With just the PC2700 DIMM, I could cold-boot @ 200Mhz FSB about 80% of the time. Otherwise a C-A-D soft reboot would get the video to come up. But I had trouble installing XP SP2 with that setup, got occasional errors about unable to read files off of the CD, and setup hung at the second stage, and there was video corruption. There were also a few pixels that appeared out of place on the screen using Partition Commander to partition initially, which worried me.
So I instead installed a 512MB double-sided DIMM (KVR -C3A), intending to use it since it was PC3200. But I cannot easily cold-boot at all with that DIMM installed! Sometimes I get a single long beep (identical to if I pull all DIMMs completely out), and sometimes just nothing. C-A-D doesn't help.
Two things come to mind: vDIMM = 2.6v for this, and there is no BIOS adjustment, and also, the chipset only offers manual CAS settings of 1.5/2.0/2.5, no 3.0 setting, but this DIMM is rated CAS 3.0 @ 200Mhz.
I only pulled the PC2700, as it failed Memtest86+ testing first pass @ 200Mhz, which is understandable.
I fiddled with things, and managed to get it to boot fine @ 166Mhz FSB / PC2700, and PC Health shows vCore = 1.53v - 1.55v, which is I assume standard desktop CPU voltage, which should be enough to take a Mobile P4 CPU quite some ways in OC'ing, enough for 2.4Ghz stable I think.
So I install XP SP2 again, after re-formatting/partitioning, and this time, no glitches or hangs during setup.
But after setup completed, and I start configuring Windows, it hard-hangs!
No C-A-D, no hitting the Power button (ACPI soft-off settings), nothing helps but Reset.
This happens several times, and I'm not sure what to think. A few times, the video display screwed up royally as it hung, and then went to a black-screen a couple of seconds after.
Interestingly enough, I couldn't reproduce any hang when booting into Safe Mode. The video driver used in S.M. is "VGA.SYS" I think, so perhaps it is a video card/driver issue.
So I'm thinking, either it's the video card, or the drivers for it, the default XP SP2 native drivers for a 2MB PCI S3 Virge DX/GX video card. It almost feels like there's some sort of address-decode error, or some other kernel-mode something is scribbling over the S3's MMIO mappings, but perhaps I'm reading way too much into this.
I went back and Googled the known issues with XP SP2 and Dell laptops - all seemed to be a Prescott/microcode-stepping issue. Mine's a Northwood CPU, but it did come out of a Dell laptop.
I'm just hoping that the CPU and mobo are kosher, since before I acquired an Intel HSF, I tried doing some BIOS-level boot-testing without any significant heatsink, and the chip hit 80C and shutdown in no short order.

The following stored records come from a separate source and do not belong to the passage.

//! Error types for building and loading word graphs.

use std::path::PathBuf;

/// Result type used throughout this crate.
///
/// Uses [`DawgError`] as the default error type.
pub type Result<T, E = DawgError> = std::result::Result<T, E>;

/// Errors that can occur while building, writing or loading a DAWG.
#[derive(Debug, thiserror::Error)]
pub enum DawgError {
    /// Words were not provided in strictly ascending order.
    ///
    /// Contains the previously accepted word and the offending word.
    #[error("word {word:?} does not come after {previous:?}")]
    Order {
        /// The last word accepted by the builder.
        previous: String,
        /// The word that broke the ordering.
        word: String,
    },

    /// A word contains a character reserved by the text serialization.
    #[error("word {word:?} contains the reserved character {ch:?}")]
    ReservedChar {
        /// The rejected word.
        word: String,
        /// The first reserved character found.
        ch: char,
    },

    /// A word is longer than the configured maximum.
    #[error("word {word:?} has {len} characters, the maximum is {max}")]
    WordTooLong {
        /// The rejected word.
        word: String,
        /// Length of the word in characters.
        len: usize,
        /// The configured limit.
        max: usize,
    },

    /// The empty string cannot be stored in a graph.
    #[error("empty words cannot be added")]
    EmptyWord,

    /// A serialized graph could not be parsed.
    #[error("malformed graph at line {line}: {message}")]
    Format {
        /// 1-based line number, or 0 for errors about the file as a whole.
        line: usize,
        /// Description of the problem.
        message: String,
    },

    /// A path that should be a file is a directory.
    #[error("the path '{0}' is a directory, but a file was expected")]
    PathIsDirectory(PathBuf),

    /// Standard I/O error.
    #[error(transparent)]
    Io(#[from] std::io::Error),
}

impl DawgError {
    pub(crate) fn format(line: usize, message: impl Into<String>) -> Self {
        DawgError::Format {
            line,
            message: message.into(),
        }
    }
}
/// A canonical node. Edge targets are register ids, 1-based, `0` for a final leaf.
struct FrozenNode {
    word: bool,
    edges: Vec<(Box<str>, u32)>,
}

impl Default for Builder {
    fn default() -> Self {
        Builder::new()
    }
}

impl Builder {
    /// Creates a builder accepting words up to [`MAX_WORD_LEN`] characters.
    pub fn new() -> Self {
        Builder::with_max_len(MAX_WORD_LEN)
    }

    /// Creates a builder accepting words up to `max_len` characters.
    pub fn with_max_len(max_len: usize) -> Self {
        Builder {
            build_state: vec![BuildState::new(char::default(), false)],
            register: HashMap::new(),
            nodes: Vec::new(),
            max_len,
        }
    }

    /// Adds a word to the graph being constructed.
    ///
    /// # Errors
    ///
    /// - [`DawgError::EmptyWord`] for the empty string.
    /// - [`DawgError::ReservedChar`] if the word contains `_`, `|`, `:` or a newline.
    /// - [`DawgError::WordTooLong`] if the word exceeds the maximum length.
    /// - [`DawgError::Order`] if the word does not sort strictly after the previous one.
    ///
    /// A rejected word leaves the builder unchanged.
    pub fn add_word(&mut self, word: &str) -> Result<()> {
        if word.is_empty() {
            return Err(DawgError::EmptyWord);
        }
        if let Some(ch) = reserved_char(word) {
            return Err(DawgError::ReservedChar {
                word: word.to_string(),
                ch,
            });
        }
        let chars: SmallVec<[char; 32]> = word.chars().collect();
        if chars.len() > self.max_len {
            return Err(DawgError::WordTooLong {
                word: word.to_string(),
                len: chars.len(),
                max: self.max_len,
            });
        }
        let prefix_length = self.prefix_length(&chars)?;
        self.close_suffix(prefix_length);
        self.build_state.extend(
            chars[prefix_length..]
                .iter()
                .copied()
                .with_position()
                .map(|(pos, ch)| {
                    BuildState::new(ch, matches!(pos, Position::Last | Position::Only))
                }),
        );
        Ok(())
    }

    /// Length of the prefix shared with the previous word, checking that `word`
    /// sorts strictly after it.
    fn prefix_length(&self, word: &[char]) -> Result<usize> {
        let mut prefix_len = 0;
        for (i, &ch) in word.iter().enumerate() {
            let is_last = i == word.len() - 1;
            if let Some(prev_state) = self.build_state.get(prefix_len + 1) {
                if ch > prev_state.ch {
                    break;
                }
                if ch < prev_state.ch || is_last {
                    return Err(DawgError::Order {
                        previous: self.previous_word(),
                        word: word.iter().collect(),
                    });
                }
                prefix_len += 1;
            } else {
                break;
            }
        }
        Ok(prefix_len)
    }

    fn previous_word(&self) -> String {
        self.build_state[1..].iter().map(|e| e.ch).collect()
    }

    /// Closes every path entry deeper than `target_length`, attaching each closed
    /// node to its parent.
    fn close_suffix(&mut self, target_length: usize) {
        while self.build_state.len() > target_length + 1 {
            let state = self.pop_build_state();
            let mut label = String::new();
            label.push(state.ch);
            let target = self.collapse(state, &mut label);
            self.build_state
                .last_mut()
                .expect("root entry is never popped here")
                .edges
                .push((label, target));
        }
    }

    fn pop_build_state(&mut self) -> BuildState {
        self.build_state
            .pop()
            .expect("build state always holds the root entry")
    }

    /// Turns a closed node into the tail of its parent's edge label plus a target.
    ///
    /// A final node without edges becomes the leaf target `0`. A node with a
    /// single edge is merged into the parent edge, carrying its finality as an
    /// embedded marker. Anything else is canonicalized.
    fn collapse(&mut self, mut state: BuildState, label: &mut String) -> u32 {
        match state.edges.len() {
            0 => {
                debug_assert!(state.word, "a leaf always ends a word");
                0
            }
            1 => {
                let (tail, target) = state.edges.pop().expect("one edge");
                if state.word {
                    label.push(FINAL_MARKER);
                }
                label.push_str(&tail);
                target
            }
            _ => self.canonicalize(state),
        }
    }

    fn canonicalize(&mut self, state: BuildState) -> u32 {
        let mut signature = String::new();
        write_signature(
            &mut signature,
            state.word,
            state.edges.iter().map(|(l, id)| (l.as_str(), *id)),
        );
        if let Some(&id) = self.register.get(&signature) {
            return id;
        }
        self.nodes.push(FrozenNode {
            word: state.word,
            edges: state
                .edges
                .into_iter()
                .map(|(l, id)| (l.into_boxed_str(), id))
                .collect(),
        });
        let id = self.nodes.len() as u32;
        self.register.insert(signature, id);
        id
    }

    /// Finalizes construction, renumbering the surviving nodes in depth-first
    /// order starting at 2, and returns the serialized graph.
    pub fn build(mut self) -> BuiltDawg {
        self.close_suffix(0);
        let root = self.pop_build_state();

        // Register ids are 1-based; slot 0 stands for the final leaf.
        let mut renumber = vec![0u32; self.nodes.len() + 1];
        let mut order = Vec::with_capacity(self.nodes.len());
        let mut next_id = 2;
        for (_, target) in &root.edges {
            self.number_nodes(*target, &mut renumber, &mut order, &mut next_id);
        }

        let mut lines = Vec::with_capacity(order.len() + 1);
        let mut line = String::new();
        write_signature(
            &mut line,
            false,
            root.edges
                .iter()
                .map(|(l, id)| (l.as_str(), renumber[*id as usize])),
        );
        lines.push(line);
        for id in order {
            let node = &self.nodes[id as usize - 1];
            let mut line = String::new();
            write_signature(
                &mut line,
                node.word,
                node.edges
                    .iter()
                    .map(|(l, id)| (&**l, renumber[*id as usize])),
            );
            lines.push(line);
        }
        BuiltDawg { lines }
    }

    fn number_nodes(&self, id: u32, renumber: &mut [u32], order: &mut Vec<u32>, next_id: &mut u32) {
        if id == 0 || renumber[id as usize] != 0 {
            return;
        }
        renumber[id as usize] = *next_id;
        *next_id += 1;
        order.push(id);
        for (_, target) in &self.nodes[id as usize - 1].edges {
            self.number_nodes(*target, renumber, order, next_id);
        }
    }
}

Not to mention, I don't know if the CPU got damaged before it got to me.
I also have the 300W generic PSU in this case, taken from a Codegen case+PSU combo, although it was powering my AMD XP2000+ rig with multiple HDs/opticals just fine. It has the extra 4-pin square 12v molex, and is plugged in to the mobo.

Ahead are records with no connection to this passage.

//! Generic depth-first traversal of a loaded graph.
//!
//! The walk itself never decides anything: which edges to enter, when to stop
//! and what to record are all delegated to a [`Navigator`]. Every query in this
//! crate (lookup, pattern matching, rack permutations, compound splitting) is a
//! navigator driven by the same [`Navigation`].

use super::dictionary::Graph;
use super::node::{GraphNode, NodeId, FINAL_MARKER};

pub(crate) mod private {
    pub trait Sealed {}
}

/// A traversal policy.
///
/// This trait is sealed; the navigators in
/// [`navigators`](super::navigators) are the complete set.
pub trait Navigator: private::Sealed {
    /// Resumable navigators receive [`accept_resumable`](Navigator::accept_resumable)
    /// calls instead of [`accept`](Navigator::accept).
    const RESUMABLE: bool = false;

    /// May an edge starting with `first` be entered at all?
    fn push_edge(&mut self, first: char) -> bool;

    /// Does the navigator want more characters?
    fn accepting(&self) -> bool;

    /// Consume `ch` if acceptable, updating internal position.
    fn accepts(&mut self, ch: char) -> bool;

    /// The path in `matched` is valid so far; `is_final` tells whether it is also
    /// a complete word.
    fn accept(&mut self, matched: &str, is_final: bool);

    /// Resumable form of [`accept`](Navigator::accept): `point` can be handed to
    /// [`DawgDictionary::resume`](super::dictionary::DawgDictionary::resume) to
    /// continue the walk from this exact position.
    fn accept_resumable(&mut self, point: ResumePoint, is_final: bool) {
        self.accept(point.matched(), is_final)
    }

    /// Leaving an edge. Returning false skips the remaining sibling edges.
    fn pop_edge(&mut self) -> bool;

    /// Called once when the traversal finishes.
    fn done(&mut self) {}
}

/// A saved traversal position, possibly inside an edge.
#[derive(Clone, Debug, PartialEq, Eq)]
pub struct ResumePoint {
    rest: String,
    next: Option<NodeId>,
    matched: String,
}

impl ResumePoint {
    /// The path matched up to this point.
    pub fn matched(&self) -> &str {
        &self.matched
    }

    /// The unconsumed remainder of the current edge label.
    pub fn rest(&self) -> &str {
        &self.rest
    }

    /// The node at the end of the current edge.
    pub fn next(&self) -> Option<NodeId> {
        self.next
    }
}

pub(crate) struct Navigation<'a, N: Navigator> {
    graph: Option<&'a Graph>,
    nav: &'a mut N,
    resumable: bool,
}

impl<'a, N: Navigator> Navigation<'a, N> {
    pub(crate) fn new(graph: Option<&'a Graph>, nav: &'a mut N) -> Self {
        Navigation {
            graph,
            nav,
            resumable: N::RESUMABLE,
        }
    }

    /// Walks the whole graph from the root.
    pub(crate) fn go(mut self) {
        if let Some(graph) = self.graph {
            let mut matched = String::new();
            self.from_node(graph, graph.root(), &mut matched);
        }
        self.nav.done();
    }

    /// Continues a walk from a saved position.
    pub(crate) fn resume(mut self, point: ResumePoint) {
        if let Some(graph) = self.graph {
            let ResumePoint {
                rest,
                next,
                mut matched,
            } = point;
            self.from_edge(graph, &rest, next, &mut matched);
        }
        self.nav.done();
    }

    fn from_node(&mut self, graph: &'a Graph, node: &'a GraphNode, matched: &mut String) {
        for edge in node.edges() {
            if self.nav.push_edge(edge.first_char()) {
                self.from_edge(graph, edge.label(), edge.next(), matched);
                if !self.nav.pop_edge() {
                    break;
                }
            }
        }
    }

    fn from_edge(
        &mut self,
        graph: &'a Graph,
        label: &str,
        next: Option<NodeId>,
        matched: &mut String,
    ) {
        let base = matched.len();
        let mut rest = label;
        while let Some(ch) = rest.chars().next() {
            if !self.nav.accepting() || !self.nav.accepts(ch) {
                matched.truncate(base);
                return;
            }
            matched.push(ch);
            rest = &rest[ch.len_utf8()..];
            let is_final = match rest.strip_prefix(FINAL_MARKER) {
                Some(after) => {
                    rest = after;
                    true
                }
                None => {
                    rest.is_empty()
                        && next.map_or(true, |id| graph.get(id).is_some_and(GraphNode::is_word))
                }
            };
            if self.resumable {
                let point = ResumePoint {
                    rest: rest.to_string(),
                    next,
                    matched: matched.clone(),
                };
                self.nav.accept_resumable(point, is_final);
            } else {
                self.nav.accept(matched.as_str(), is_final);
            }
        }
        if let Some(node) = next.and_then(|id| graph.get(id)) {
            if self.nav.accepting() {
                self.from_node(graph, node, matched);
            }
        }
        matched.truncate(base);
    }
}
/// Incremental graph builder and the batch word-list merger.
pub mod builder;
/// Loaded graphs and the queries run against them.
pub mod dictionary;
/// The generic traversal and the navigator contract.
pub mod navigation;
/// Lookup, pattern, rack and compound navigators.
pub mod navigators;
/// Node model and the text serialization grammar.
pub mod node;

pub use builder::{build_dawg, BuildStats, Builder, BuilderConfig, BuiltDawg, DawgBuilder};
pub use dictionary::DawgDictionary;
pub use navigation::{Navigator, ResumePoint};
pub use node::{Edge, GraphNode, NodeId};
use std::cmp::Reverse;
use std::fs::File;
use std::io::{BufRead, BufReader};
use std::path::Path;

use once_cell::sync::OnceCell;
use tracing::{debug, info};

use super::navigation::{Navigation, Navigator, ResumePoint};
use super::navigators::{CompoundNavigator, FindNavigator, MatchNavigator, PermutationNavigator};
use super::node::{GraphNode, NodeId};
use crate::errors::{DawgError, Result};

/// Nodes indexed by id. Slot 0 ("no node") holds an empty placeholder that is
/// never reached, slot 1 is the root.
#[derive(Debug)]
pub(crate) struct Graph {
    nodes: Vec<GraphNode>,
}

impl Graph {
    #[inline]
    pub(crate) fn root(&self) -> &GraphNode {
        &self.nodes[NodeId::ROOT.index()]
    }

    /// The node with this id, or `None` if the id is not part of this graph.
    #[inline]
    pub(crate) fn get(&self, id: NodeId) -> Option<&GraphNode> {
        self.nodes.get(id.index())
    }

    /// Parses the text serialization.
    ///
    /// An edge may refer to a node defined further down, so references are
    /// only checked once every line has been read. The table grows one slot
    /// per line and never by a referenced id.
    fn parse<R: BufRead>(reader: R) -> Result<Self> {
        let mut nodes = vec![GraphNode::default()];
        let mut highest = NodeId::ROOT;
        for (i, line) in reader.lines().enumerate() {
            let line = line?;
            let line_no = i + 1;
            let node = GraphNode::parse(&line, line_no)?;
            if line_no == 1 && node.is_word() {
                return Err(DawgError::format(1, "the root cannot be final"));
            }
            if let Some(id) = node.edges().iter().filter_map(|e| e.next()).max() {
                highest = highest.max(id);
            }
            nodes.push(node);
        }
        if nodes.len() < 2 {
            return Err(DawgError::format(0, "the graph has no root line"));
        }
        if highest.index() >= nodes.len() {
            return Err(DawgError::format(
                0,
                format!("node {highest} is referenced but never defined"),
            ));
        }
        Ok(Graph { nodes })
    }
}

/// A word graph loaded from its text serialization.
///
/// The graph is loaded at most once: the first successful [`load`] wins and
/// every later call is a no-op, also when several threads race to load it
/// (they block until the winner is done). A failed load leaves the dictionary
/// unloaded. Queries on an unloaded dictionary find nothing.
///
/// Once loaded the graph is immutable, so any number of threads may query it
/// at the same time; each query owns its navigator.
///
/// [`load`]: DawgDictionary::load
///
/// ```
/// use dawgdict::dawg::DawgDictionary;
///
/// let dict = DawgDictionary::from_text("ca:2\nr|d|s:0_t:0\n").unwrap();
/// assert!(dict.find("card"));
/// assert!(!dict.find("ca"));
/// assert_eq!(dict.find_matches("ca??", true), ["card"]);
/// ```
#[derive(Debug, Default)]
pub struct DawgDictionary {
    graph: OnceCell<Graph>,
}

I don't have another PCI video card to test with at the moment, sadly. My S3 PCI *is* my test card, but I wonder if I've fried it with static at some point in the past.
Oh, one other thing, just before it froze the first time, or just after, something made a small noise in the machine. I inspected visually and smelled for anything that might have gone "pop" and didn't find anything, so I think it might just have been the HD's write-back cache getting flushed, but it did sound slightly wierd.
I'm going to run the Intel FID util to check microcode steppings, and perhaps flash to version 1.3 of the BIOS (currently 1.2), and try changing the video driver from S3 to standard VGA.
The fact that I can't cold-boot @ 200Mhz FSB, with the KVR PC3200 512MB DIMM still bothers me though. If the DRAM can't run @ 200Mhz / CAS2.5, then I should still be able to boot and get into BIOS setup, so there may be either a PSU or mobo vDIMM/vCore issue going on here still.